Sensor-based measurement holds the potential to shed light on ways to improve teamwork in healthcare, but a range of issues have to be worked out, according to a literature review published at the Journal of the American Medical Informatics Association.

Sensors can unobtrusively capture information about social networks, conversation patterns, physical activity, and other information, and be played back for study much like the data on airlines' cockpit voice recorders, according to the review's authors.

This information could be used to drive feedback and learning across individual, team, unit, and organizational levels. However, security and privacy concerns would have to be addressed, and organizations would have to build trust in the systems, or workers will find workarounds that make the data unusable, the authors say.

Yet, sensor-based measurement can be more practical than time- and labor-intensive methods such as observation and self-reporting.

It works best when teams are collocated, according to the review. As physical distribution increases, team members turn more to communication methods such as emails, pagers and texts, write the authors. A blended measurement approach will be required when teams are not entirely collocated or entirely distributed.

Sensor-based measures of teamwork can be applied to task efficiency, team learning, and outcomes such as staff satisfaction, according to the review. Task efficiency is the most straightforward, such as measuring reaction times to alerts and alarms. Assessing team learning can include evaluating changes in work patterns, and satisfaction and other affective outcomes can be analyzed through team interaction, the authors say.
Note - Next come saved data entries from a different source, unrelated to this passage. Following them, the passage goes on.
//! azblob - Azure Blob Storage command-line tool
//!
//! Lists, uploads, downloads and deletes blobs and containers, hands out
//! time-limited read URLs and checks storage account health.

use azblob_service::cli::Cli;
use azblob_service::config::load_settings;
use azblob_service::error::Result;
use clap::Parser;
use tracing::{error, info};
use tracing_subscriber::{layer::SubscriberExt, util::SubscriberInitExt};

#[tokio::main]
async fn main() {
    // Parse command-line arguments
    let cli = Cli::parse();

    // Initialize logging
    init_logging(cli.debug);

    // Execute the command
    if let Err(e) = run(cli).await {
        error!("Error: {}", e);
        eprintln!("Error: {e}");
        std::process::exit(1);
    }
}

async fn run(cli: Cli) -> Result<()> {
    info!("Starting azblob");

    let settings = load_settings(cli.config.as_deref())?;
    cli.execute(settings).await
}

fn init_logging(debug: bool) {
    let default_filter = if debug { "azblob=debug" } else { "azblob=info" };

    tracing_subscriber::registry()
        .with(
            tracing_subscriber::EnvFilter::try_from_default_env()
                .unwrap_or_else(|_| default_filter.into()),
        )
        .with(tracing_subscriber::fmt::layer().with_writer(std::io::stderr))
        .init();
}
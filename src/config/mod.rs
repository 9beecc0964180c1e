//! Configuration management module
//!
//! This module handles configuration loading and validation from a
//! configuration file, environment variables and default values.

pub mod settings;

pub use settings::*;
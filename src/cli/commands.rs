//! CLI commands and argument parsing
//!
//! This module defines the command-line interface structure using clap,
//! including all commands, subcommands, and their arguments.

use crate::blob::{BlobInfoContract, BlobStorage, StorageContainerContract};
use crate::cli::output::{render_json, render_rows, OutputOptions};
use crate::config::{AzureBlobStorageOptions, Settings};
use crate::error::{Result, StorageError};
use crate::health::{HealthChecksBuilder, HealthStatus};
use crate::registry::ServiceRegistry;
use bytes::Bytes;
use clap::{Parser, Subcommand};
use futures::TryStreamExt;
use std::path::{Path, PathBuf};
use std::sync::Arc;
use std::time::Duration;
use tokio::io::AsyncWriteExt;

#[derive(Parser)]
#[command(name = "azblob")]
#[command(about = "Manage containers and blobs in Azure Blob Storage")]
#[command(version, author)]
pub struct Cli {
    /// Enable debug logging
    #[arg(long, global = true)]
    pub debug: bool,

    /// Print JSON instead of tables
    #[arg(long, global = true)]
    pub json: bool,

    /// Disable colored table headers
    #[arg(long, global = true)]
    pub no_color: bool,

    /// Configuration file (defaults to ~/.config/azblob/azblob.toml)
    #[arg(long, global = true, value_name = "PATH")]
    pub config: Option<PathBuf>,

    /// Container to use instead of the configured default
    #[arg(short, long, global = true, env = "AZBLOB_CONTAINER")]
    pub container: Option<String>,

    /// Use a named account from an [accounts.<name>] section
    #[arg(long, global = true, value_name = "NAME")]
    pub account: Option<String>,

    #[command(subcommand)]
    pub command: Commands,
}

#[derive(Subcommand)]
pub enum Commands {
    /// Container management
    Containers {
        #[command(subcommand)]
        command: ContainerCommands,
    },
    /// Blob management
    Blobs {
        #[command(subcommand)]
        command: BlobCommands,
    },
    /// Check that the storage account and container are reachable
    Health {
        /// Name of the check in the report
        #[arg(long)]
        name: Option<String>,
        /// Probe timeout in seconds
        #[arg(long, value_name = "SECS", default_value = "30")]
        timeout: u64,
        /// Report failures as Degraded instead of Unhealthy
        #[arg(long)]
        degraded: bool,
        /// Tags attached to the check (can be specified multiple times)
        #[arg(long = "tag")]
        tags: Vec<String>,
    },
}

#[derive(Subcommand)]
pub enum ContainerCommands {
    /// List containers in the account (alias: ls)
    #[command(alias = "ls")]
    List,
    /// Create a container unless it already exists
    Create {
        /// Container name (defaults to --container or the configured container)
        name: Option<String>,
    },
    /// Delete a container and everything in it (alias: rm)
    #[command(alias = "rm")]
    Delete {
        /// Container name (defaults to --container or the configured container)
        name: Option<String>,
    },
}

#[derive(Subcommand)]
pub enum BlobCommands {
    /// List blobs, optionally under a folder (alias: ls)
    #[command(alias = "ls")]
    List {
        /// Name prefix to filter by, e.g. 'reports/2024'
        #[arg(short, long)]
        folder: Option<String>,
    },
    /// Upload a local file
    Upload {
        /// Path to the file
        file_path: PathBuf,
        /// Blob name (defaults to the file name)
        #[arg(short, long)]
        name: Option<String>,
        /// Folder to upload into
        #[arg(short, long)]
        folder: Option<String>,
        /// Content type (guessed from the file extension if omitted)
        #[arg(long)]
        content_type: Option<String>,
    },
    /// Download a blob to a local file
    Download {
        /// Blob name, including any folder
        name: String,
        /// Output path (defaults to the last segment of the blob name)
        #[arg(short, long)]
        output: Option<PathBuf>,
        /// Overwrite an existing output file
        #[arg(long)]
        force: bool,
    },
    /// Print a time-limited read URL for a blob
    Url {
        /// Blob name, including any folder
        name: String,
    },
    /// Delete a blob (alias: rm)
    #[command(alias = "rm")]
    Delete {
        /// Blob name, including any folder
        name: String,
    },
    /// Delete every blob under a folder
    DeleteFolder {
        /// Folder name, e.g. 'reports/2024'
        folder: String,
    },
}

impl Cli {
    pub fn output(&self) -> OutputOptions {
        OutputOptions {
            json: self.json,
            no_color: self.no_color,
        }
    }

    pub async fn execute(self, settings: Settings) -> Result<()> {
        let output = self.output();
        let container = self.container.as_deref();
        let account = self.account.as_deref();

        match self.command {
            Commands::Containers { command } => {
                let storage = resolve_storage(&settings, account)?;
                execute_container_command(storage.as_ref(), command, container, output).await
            }
            Commands::Blobs { command } => {
                let storage = resolve_storage(&settings, account)?;
                execute_blob_command(storage.as_ref(), command, container, output).await
            }
            Commands::Health {
                name,
                timeout,
                degraded,
                tags,
            } => {
                let options = settings.account_options(account)?;
                execute_health(
                    options,
                    container,
                    name,
                    Duration::from_secs(timeout),
                    degraded,
                    tags,
                    output,
                )
                .await
            }
        }
    }
}

fn resolve_storage(settings: &Settings, account: Option<&str>) -> Result<Arc<dyn BlobStorage>> {
    let registry = ServiceRegistry::from_settings(settings)?;
    match account {
        Some(name) => registry.named_blob_storage(name),
        None => registry.default_blob_storage(),
    }
}

fn container_label(container: Option<&str>) -> String {
    match container {
        Some(container) => format!("'{container}'"),
        None => "default container".to_string(),
    }
}

async fn execute_container_command(
    storage: &dyn BlobStorage,
    command: ContainerCommands,
    container: Option<&str>,
    output: OutputOptions,
) -> Result<()> {
    match command {
        ContainerCommands::List => {
            let containers: Vec<StorageContainerContract> =
                storage.list_containers().try_collect().await?;
            println!(
                "{}",
                render_rows(&containers, output, "No containers found")?
            );
        }
        ContainerCommands::Create { name } => {
            let target = name.as_deref().or(container);
            storage.create_container_if_not_exists(target).await?;
            println!("✅ Container {} is ready", container_label(target));
        }
        ContainerCommands::Delete { name } => {
            let target = name.as_deref().or(container);
            storage.delete_container(target).await?;
            println!("✅ Deleted container {}", container_label(target));
        }
    }

    Ok(())
}

async fn execute_blob_command(
    storage: &dyn BlobStorage,
    command: BlobCommands,
    container: Option<&str>,
    output: OutputOptions,
) -> Result<()> {
    match command {
        BlobCommands::List { folder } => {
            execute_blob_list(storage, container, folder.as_deref(), output).await
        }
        BlobCommands::Upload {
            file_path,
            name,
            folder,
            content_type,
        } => {
            execute_blob_upload(
                storage,
                &file_path,
                name,
                folder.as_deref(),
                content_type,
                container,
            )
            .await
        }
        BlobCommands::Download {
            name,
            output: output_path,
            force,
        } => execute_blob_download(storage, &name, output_path, force, container).await,
        BlobCommands::Url { name } => {
            match storage.get_blob_url(&name, container).await? {
                Some(url) if output.json => {
                    println!("{}", render_json(&serde_json::json!({ "name": name, "url": url }))?)
                }
                Some(url) => println!("{url}"),
                None => println!("The account credentials cannot sign URLs; no URL for '{name}'"),
            }
            Ok(())
        }
        BlobCommands::Delete { name } => {
            storage.delete_blob(&name, container).await?;
            println!("✅ Deleted blob '{name}'");
            Ok(())
        }
        BlobCommands::DeleteFolder { folder } => {
            storage.delete_folder(&folder, container).await?;
            println!("✅ Deleted folder '{}'", folder.trim_end_matches('/'));
            Ok(())
        }
    }
}

async fn execute_blob_list(
    storage: &dyn BlobStorage,
    container: Option<&str>,
    folder: Option<&str>,
    output: OutputOptions,
) -> Result<()> {
    let blobs: Vec<BlobInfoContract> = storage.list_blobs(container, folder).try_collect().await?;

    println!("{}", render_rows(&blobs, output, "No blobs found")?);
    if !output.json && !blobs.is_empty() {
        println!("\nTotal blobs: {}", blobs.len());
    }

    Ok(())
}

async fn execute_blob_upload(
    storage: &dyn BlobStorage,
    file_path: &Path,
    name: Option<String>,
    folder: Option<&str>,
    content_type: Option<String>,
    container: Option<&str>,
) -> Result<()> {
    if !file_path.is_file() {
        return Err(StorageError::invalid_argument(format!(
            "File not found: {}",
            file_path.display()
        )));
    }

    let remote_name = match name {
        Some(name) => name,
        None => file_path
            .file_name()
            .map(|n| n.to_string_lossy().to_string())
            .ok_or_else(|| {
                StorageError::invalid_argument(format!(
                    "Cannot derive a blob name from '{}'",
                    file_path.display()
                ))
            })?,
    };

    let content_type = content_type.unwrap_or_else(|| {
        mime_guess::from_path(file_path)
            .first_or_octet_stream()
            .to_string()
    });

    let content = Bytes::from(tokio::fs::read(file_path).await?);
    let size = content.len();

    println!("Uploading '{}' as '{remote_name}'...", file_path.display());
    storage
        .upload_blob(&remote_name, &content_type, content, container, folder)
        .await?;

    println!("✅ Successfully uploaded '{remote_name}'");
    println!("   Size: {size} bytes");
    println!("   Content-Type: {content_type}");

    Ok(())
}

async fn execute_blob_download(
    storage: &dyn BlobStorage,
    name: &str,
    output: Option<PathBuf>,
    force: bool,
    container: Option<&str>,
) -> Result<()> {
    let output_path =
        output.unwrap_or_else(|| PathBuf::from(name.rsplit('/').next().unwrap_or(name)));

    if output_path.exists() && !force {
        return Err(StorageError::invalid_argument(format!(
            "File '{}' already exists. Use --force to overwrite.",
            output_path.display()
        )));
    }

    let (info, mut content) = storage.get_blob_contents(name, container).await?.into_parts();

    let mut file = tokio::fs::File::create(&output_path).await?;
    let written = tokio::io::copy(&mut content, &mut file).await?;
    file.flush().await?;

    println!(
        "✅ Downloaded '{}' to '{}' ({written} bytes, {})",
        info.name,
        output_path.display(),
        info.content_type
    );

    Ok(())
}

async fn execute_health(
    options: &AzureBlobStorageOptions,
    container: Option<&str>,
    name: Option<String>,
    timeout: Duration,
    degraded: bool,
    tags: Vec<String>,
    output: OutputOptions,
) -> Result<()> {
    let container = container.or(options.container_name.as_deref());
    let failure_status = degraded.then_some(HealthStatus::Degraded);

    let mut builder = HealthChecksBuilder::new();
    builder.add_blob_storage(
        options,
        container,
        name.as_deref(),
        failure_status,
        tags,
        Some(timeout),
    )?;

    let report = builder.run().await;

    if output.json {
        println!("{}", render_json(&report)?);
    } else {
        println!("{}", render_rows(&report.entries, output, "No health checks registered")?);
        println!("\nOverall: {} ({}ms)", report.status, report.total_duration_ms);
    }

    if report.status == HealthStatus::Unhealthy {
        return Err(StorageError::backend("Storage account is unhealthy"));
    }

    Ok(())
}

#[cfg(test)]
mod tests {
    use super::*;

    #[test]
    fn test_parse_blob_upload() {
        let cli = Cli::try_parse_from([
            "azblob",
            "--container",
            "uploads",
            "blobs",
            "upload",
            "report.pdf",
            "--folder",
            "reports/2024",
        ])
        .unwrap();

        assert_eq!(cli.container.as_deref(), Some("uploads"));
        match cli.command {
            Commands::Blobs {
                command:
                    BlobCommands::Upload {
                        file_path,
                        name,
                        folder,
                        content_type,
                    },
            } => {
                assert_eq!(file_path, PathBuf::from("report.pdf"));
                assert_eq!(name, None);
                assert_eq!(folder.as_deref(), Some("reports/2024"));
                assert_eq!(content_type, None);
            }
            _ => panic!("expected blobs upload"),
        }
    }

    #[test]
    fn test_parse_global_flags_after_subcommand() {
        let cli = Cli::try_parse_from(["azblob", "containers", "ls", "--json", "--debug"]).unwrap();
        assert!(cli.json);
        assert!(cli.debug);
        assert!(matches!(
            cli.command,
            Commands::Containers {
                command: ContainerCommands::List
            }
        ));
    }

    #[test]
    fn test_parse_health_defaults() {
        let cli = Cli::try_parse_from(["azblob", "health", "--tag", "storage"]).unwrap();
        match cli.command {
            Commands::Health {
                name,
                timeout,
                degraded,
                tags,
            } => {
                assert_eq!(name, None);
                assert_eq!(timeout, 30);
                assert!(!degraded);
                assert_eq!(tags, vec!["storage"]);
            }
            _ => panic!("expected health"),
        }
    }

    #[test]
    fn test_delete_folder_requires_folder() {
        assert!(Cli::try_parse_from(["azblob", "blobs", "delete-folder"]).is_err());
    }
}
Similarly, a study from the Louisiana State University Health Sciences Center in New Orleans found that operating room simulations boosted teamwork among medical and nursing students.

And New York's Rochester General Hospital also is focusing on teamwork through an eight-week boot camp involving first-year internal medicine and pharmacy residents, nurse practitioner students and respiratory therapists. The boot camp aims to teach young healthcare professionals to work together even in high-stress situations.